Self-described as someone who ‘doesn’t have the Bitcoin bug’, Hendry reminded the audience teasingly that the market cap of Bitcoin is smaller than Facebook’s. And that’s precisely why he’s invested in BTC, as there’s so much room to the upside. Hendry has bought shares of the Grayscale Bitcoin Trust. It seems to have been a good bet, as the discount has been getting smaller (meaning GBTC has risen faster than Bitcoin itself). Why? Because the expectation is that GBTC will be allowed to convert to a Bitcoin spot ETF, in which case the discount will disappear.

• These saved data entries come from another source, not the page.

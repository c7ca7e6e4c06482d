//! Persistence ports for access requests and their temporary tokens.

use async_trait::async_trait;
use portal_core::{AppResult, WoredaId};
use portal_domain::{AccessCode, AccessRequest, RequestStatus};
use uuid::Uuid;

/// Input for creating a new access request.
#[derive(Debug, Clone)]
pub struct NewAccessRequest {
    /// Administrative scope the request is made against.
    pub woreda_id: WoredaId,
    /// QR-minted code presented by the requester.
    pub code: AccessCode,
    /// Best-effort client network origin, advisory only.
    pub ip_address: Option<String>,
}

/// Repository port for access request persistence.
#[async_trait]
pub trait AccessRequestRepository: Send + Sync {
    /// Stores a new pending request.
    async fn create(&self, request: NewAccessRequest) -> AppResult<AccessRequest>;

    /// Fetches a request by its identifier.
    async fn find_by_id(&self, id: Uuid) -> AppResult<Option<AccessRequest>>;

    /// Fetches a request by the code presented at redemption time.
    async fn find_by_code(&self, code: &AccessCode) -> AppResult<Option<AccessRequest>>;

    /// Atomically moves a request from `from` to `to`.
    ///
    /// Returns true when this call performed the transition, false when the
    /// request was no longer in `from` (or does not exist). This
    /// compare-and-set is the concurrency contract for the approval gate.
    async fn transition(&self, id: Uuid, from: RequestStatus, to: RequestStatus)
    -> AppResult<bool>;

    /// Lists requests for administrative review.
    ///
    /// Pending requests are always included; resolved requests only when
    /// created at or after `resolved_since`.
    async fn list_for_review(
        &self,
        woreda_id: &WoredaId,
        resolved_since: chrono::DateTime<chrono::Utc>,
    ) -> AppResult<Vec<AccessRequest>>;
}

/// Temporary access token record as persisted in the database.
#[derive(Debug, Clone, PartialEq, Eq)]
pub struct TemporaryAccessRecord {
    /// Token record identifier.
    pub id: Uuid,
    /// Owning access request (exactly one token per approved request).
    pub request_id: Uuid,
    /// Scope inherited from the owning request.
    pub woreda_id: WoredaId,
    /// Opaque bearer token value.
    pub token: String,
    /// Absolute expiry instant.
    pub expires_at: chrono::DateTime<chrono::Utc>,
    /// Issuance instant.
    pub created_at: chrono::DateTime<chrono::Utc>,
}

/// Repository port for temporary access token persistence.
#[async_trait]
pub trait TemporaryAccessRepository: Send + Sync {
    /// Inserts a token for the request unless one already exists.
    ///
    /// Always returns the canonical record for the request, so two racing
    /// approvals observe the same single token.
    async fn create_or_get(
        &self,
        request_id: Uuid,
        woreda_id: &WoredaId,
        token: &str,
        expires_at: chrono::DateTime<chrono::Utc>,
    ) -> AppResult<TemporaryAccessRecord>;

    /// Looks up a token record by its bearer value.
    async fn find_by_token(&self, token: &str) -> AppResult<Option<TemporaryAccessRecord>>;

    /// Looks up the token issued for a request, if any.
    async fn find_by_request(&self, request_id: Uuid) -> AppResult<Option<TemporaryAccessRecord>>;
}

Host Jimmy Song, an OG Bitcoiner, must have bitten his tongue when he heard Hendry’s statement that there is a ‘centralized bogeyman’ in crypto too, referring to Sam Bankman-Fried and Tether. Not realizing he was preaching to the choir – Bitcoiners are no fan of custodial exchanges in general and don’t like Tether precisely because they know they pose centralization risk – was probably forgiven, as he is such a charismatic speaker. And his general point about Bitcoin as an innovative way out of an economic depression, was well taken.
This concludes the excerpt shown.